--- Provided entries ---

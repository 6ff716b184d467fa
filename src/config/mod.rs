use serde::Deserialize;
use strum::{Display, EnumString};

/// Which worker pools a `worker` process runs.
#[derive(Debug, Clone, Copy, Deserialize, Display, EnumString, PartialEq, Eq)]
#[serde(rename_all = "snake_case")]
#[strum(serialize_all = "snake_case")]
pub enum WorkerRole {
    Crawl,
    Score,
    All,
}

impl WorkerRole {
    pub fn runs_crawl(self) -> bool {
        matches!(self, WorkerRole::Crawl | WorkerRole::All)
    }

    pub fn runs_score(self) -> bool {
        matches!(self, WorkerRole::Score | WorkerRole::All)
    }
}

#[derive(Debug, Clone, Deserialize)]
pub struct AppConfig {
    /// Ops listener bind address (health, metrics, stats).
    #[serde(default = "default_bind_addr")]
    pub bind_addr: String,

    /// PostgreSQL connection string
    pub database_url: String,

    /// Redis connection string for the job queue
    pub redis_url: String,

    /// Pools to run in this worker process
    #[serde(default = "default_worker_role")]
    pub worker_role: WorkerRole,

    /// Prefix for this process's consumer ids; must differ between worker
    /// processes sharing a broker.
    #[serde(default = "default_consumer_name")]
    pub consumer_name: String,

    /// Number of crawl consumers, each with its own queue connection
    #[serde(default = "default_crawl_workers")]
    pub crawl_workers: usize,

    /// Number of scoring consumers, each with its own queue connection
    #[serde(default = "default_score_workers")]
    pub score_workers: usize,

    /// Namespace for every Redis key the queue touches
    #[serde(default = "default_queue_prefix")]
    pub queue_prefix: String,

    #[serde(default = "default_crawl_queue")]
    pub crawl_queue: String,

    #[serde(default = "default_scoring_queue")]
    pub scoring_queue: String,

    /// Blocking receive timeout; bounds how long shutdown waits on an idle worker
    #[serde(default = "default_receive_timeout_secs")]
    pub receive_timeout_secs: u64,

    /// Requeue attempts for transient failures before dead-lettering
    #[serde(default = "default_max_retries")]
    pub max_retries: u32,

    /// Base delay for exponential retry backoff
    #[serde(default = "default_retry_backoff_ms")]
    pub retry_backoff_ms: u64,

    /// Base URL of the browser-automation sidecar
    #[serde(default = "default_scraper_url")]
    pub scraper_url: String,

    #[serde(default = "default_scraper_timeout_secs")]
    pub scraper_timeout_secs: u64,

    /// Scheduler tick interval; 0 disables scheduled dispatch
    #[serde(default = "default_schedule_tick_secs")]
    pub schedule_tick_secs: u64,
}

fn default_bind_addr() -> String {
    "0.0.0.0:3000".to_string()
}

fn default_worker_role() -> WorkerRole {
    WorkerRole::All
}

fn default_consumer_name() -> String {
    "worker".to_string()
}

fn default_crawl_workers() -> usize {
    3
}

fn default_score_workers() -> usize {
    2
}

fn default_queue_prefix() -> String {
    "leadgen".to_string()
}

fn default_crawl_queue() -> String {
    "crawl_queue".to_string()
}

fn default_scoring_queue() -> String {
    "scoring_queue".to_string()
}

fn default_receive_timeout_secs() -> u64 {
    2
}

fn default_max_retries() -> u32 {
    3
}

fn default_retry_backoff_ms() -> u64 {
    500
}

fn default_scraper_url() -> String {
    "http://127.0.0.1:8800".to_string()
}

fn default_scraper_timeout_secs() -> u64 {
    120
}

fn default_schedule_tick_secs() -> u64 {
    60
}

impl AppConfig {
    pub fn from_env() -> Result<Self, envy::Error> {
        dotenvy::dotenv().ok();
        envy::from_env()
    }
}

--- Problem details ---
Show each line of the material above where "connection" occurs.

--- Answer box ---
    /// PostgreSQL connection string
    /// Redis connection string for the job queue
    /// Number of crawl consumers, each with its own queue connection
    /// Number of scoring consumers, each with its own queue connection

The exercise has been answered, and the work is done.